───── DATA UNDER STUDY

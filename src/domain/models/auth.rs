use serde::{Deserialize, Serialize};
use chrono::{DateTime, Utc};
use sqlx::FromRow;

use crate::domain::models::user::{Permission, User};

/// Redacted user projection embedded in access tokens.
#[derive(Debug, Serialize, Deserialize, Clone, PartialEq)]
pub struct UserProfile {
    pub id: i64,
    pub email: String,
    pub first_name: String,
    pub last_name: String,
    pub permission: Permission,
    pub profile_color: String,
}

impl From<&User> for UserProfile {
    fn from(user: &User) -> Self {
        Self {
            id: user.id,
            email: user.email.clone(),
            first_name: user.first_name.clone(),
            last_name: user.last_name.clone(),
            permission: user.permission,
            profile_color: user.profile_color.clone(),
        }
    }
}

impl From<UserProfile> for User {
    fn from(profile: UserProfile) -> Self {
        Self {
            id: profile.id,
            email: profile.email,
            password_hash: String::new(),
            first_name: profile.first_name,
            last_name: profile.last_name,
            permission: profile.permission,
            profile_color: profile.profile_color,
            updated_at: Utc::now(),
        }
    }
}

#[derive(Debug, Serialize, Deserialize)]
pub struct AccessClaims {
    pub user: UserProfile,
    pub iat: i64,
    pub exp: i64,
    pub jti: String,
}

#[derive(Debug, Serialize, Deserialize)]
pub struct RefreshClaims {
    pub uid: i64,
    pub iat: i64,
    pub exp: i64,
    pub jti: String,
}

#[derive(Debug, FromRow, Clone)]
pub struct RefreshTokenRecord {
    pub token_hash: String,
    pub user_id: i64,
    pub expires_at: DateTime<Utc>,
    pub created_at: DateTime<Utc>,
}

──────────

● EXERCISE DESCRIPTION
Each line of the data has to be written out exactly as it appears.

● RESPONSE BELOW
filename src/domain/models/auth.rs
use serde::{Deserialize, Serialize};
use chrono::{DateTime, Utc};
use sqlx::FromRow;

use crate::domain::models::user::{Permission, User};

/// Redacted user projection embedded in access tokens.
#[derive(Debug, Serialize, Deserialize, Clone, PartialEq)]
pub struct UserProfile {
    pub id: i64,
    pub email: String,
    pub first_name: String,
    pub last_name: String,
    pub permission: Permission,
    pub profile_color: String,
}

impl From<&User> for UserProfile {
    fn from(user: &User) -> Self {
        Self {
            id: user.id,
            email: user.email.clone(),
            first_name: user.first_name.clone(),
            last_name: user.last_name.clone(),
            permission: user.permission,
            profile_color: user.profile_color.clone(),
        }
    }
}

impl From<UserProfile> for User {
    fn from(profile: UserProfile) -> Self {
        Self {
            id: profile.id,
            email: profile.email,
            password_hash: String::new(),
            first_name: profile.first_name,
            last_name: profile.last_name,
            permission: profile.permission,
            profile_color: profile.profile_color,
            updated_at: Utc::now(),
        }
    }
}

#[derive(Debug, Serialize, Deserialize)]
pub struct AccessClaims {
    pub user: UserProfile,
    pub iat: i64,
    pub exp: i64,
    pub jti: String,
}

#[derive(Debug, Serialize, Deserialize)]
pub struct RefreshClaims {
    pub uid: i64,
    pub iat: i64,
    pub exp: i64,
    pub jti: String,
}

#[derive(Debug, FromRow, Clone)]
pub struct RefreshTokenRecord {
    pub token_hash: String,
    pub user_id: i64,
    pub expires_at: DateTime<Utc>,
    pub created_at: DateTime<Utc>,
}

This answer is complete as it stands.